*** Opening Material for this task ***
//! Enrichment pipeline stages.

use schemars::JsonSchema;
use serde::{Deserialize, Serialize};
use std::fmt;

/// Stage of the per-video enrichment pipeline.
///
/// Non-error stages are totally ordered: `Created < Metadata < Captions <
/// Chapters < Complete`. `Error` is terminal and outside that order; the
/// derived `Ord` places it last only so the type can be used in ordered
/// collections.
#[derive(
    Debug, Clone, Copy, PartialEq, Eq, PartialOrd, Ord, Hash, Serialize, Deserialize, JsonSchema,
)]
#[serde(rename_all = "snake_case")]
pub enum Stage {
    Created,
    Metadata,
    Captions,
    Chapters,
    Complete,
    Error,
}

impl Stage {
    pub fn as_str(&self) -> &'static str {
        match self {
            Stage::Created => "created",
            Stage::Metadata => "metadata",
            Stage::Captions => "captions",
            Stage::Chapters => "chapters",
            Stage::Complete => "complete",
            Stage::Error => "error",
        }
    }

    /// Terminal stages end the current run.
    pub fn is_terminal(&self) -> bool {
        matches!(self, Stage::Complete | Stage::Error)
    }

    /// Progress percentage reported when this stage begins.
    pub fn base_progress(&self) -> u8 {
        match self {
            Stage::Created => 0,
            Stage::Metadata => 10,
            Stage::Captions => 40,
            Stage::Chapters => 75,
            Stage::Complete => 100,
            Stage::Error => 100,
        }
    }

    /// The stage the pipeline moves to after this one succeeds.
    pub fn next(&self) -> Option<Stage> {
        match self {
            Stage::Created => Some(Stage::Metadata),
            Stage::Metadata => Some(Stage::Captions),
            Stage::Captions => Some(Stage::Chapters),
            Stage::Chapters => Some(Stage::Complete),
            Stage::Complete | Stage::Error => None,
        }
    }
}

impl fmt::Display for Stage {
    fn fmt(&self, f: &mut fmt::Formatter<'_>) -> fmt::Result {
        write!(f, "{}", self.as_str())
    }
}

impl std::str::FromStr for Stage {
    type Err = String;

    fn from_str(s: &str) -> Result<Self, Self::Err> {
        match s {
            "created" => Ok(Stage::Created),
            "metadata" => Ok(Stage::Metadata),
            "captions" => Ok(Stage::Captions),
            "chapters" => Ok(Stage::Chapters),
            "complete" => Ok(Stage::Complete),
            "error" => Ok(Stage::Error),
            other => Err(format!("unknown stage: {other}")),
        }
    }
}

#[cfg(test)]
mod tests {
    use super::*;

    #[test]
    fn stage_order_is_total_for_non_error() {
        assert!(Stage::Created < Stage::Metadata);
        assert!(Stage::Metadata < Stage::Captions);
        assert!(Stage::Captions < Stage::Chapters);
        assert!(Stage::Chapters < Stage::Complete);
    }

    #[test]
    fn stage_progression() {
        let mut stage = Stage::Created;
        let mut seen = vec![stage];
        while let Some(next) = stage.next() {
            stage = next;
            seen.push(stage);
        }
        assert_eq!(
            seen,
            vec![
                Stage::Created,
                Stage::Metadata,
                Stage::Captions,
                Stage::Chapters,
                Stage::Complete
            ]
        );
    }

    #[test]
    fn terminal_stages() {
        assert!(Stage::Complete.is_terminal());
        assert!(Stage::Error.is_terminal());
        assert!(!Stage::Captions.is_terminal());
    }

    #[test]
    fn serializes_snake_case() {
        assert_eq!(serde_json::to_string(&Stage::Metadata).unwrap(), "\"metadata\"");
    }
}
*** Closing Material for this task ***
▶ [Task to complete]: Take every line of the material that contains the word "Some", and copy it.

▶ [Expected output]:
            Stage::Created => Some(Stage::Metadata),
            Stage::Metadata => Some(Stage::Captions),
            Stage::Captions => Some(Stage::Chapters),
            Stage::Chapters => Some(Stage::Complete),
        while let Some(next) = stage.next() {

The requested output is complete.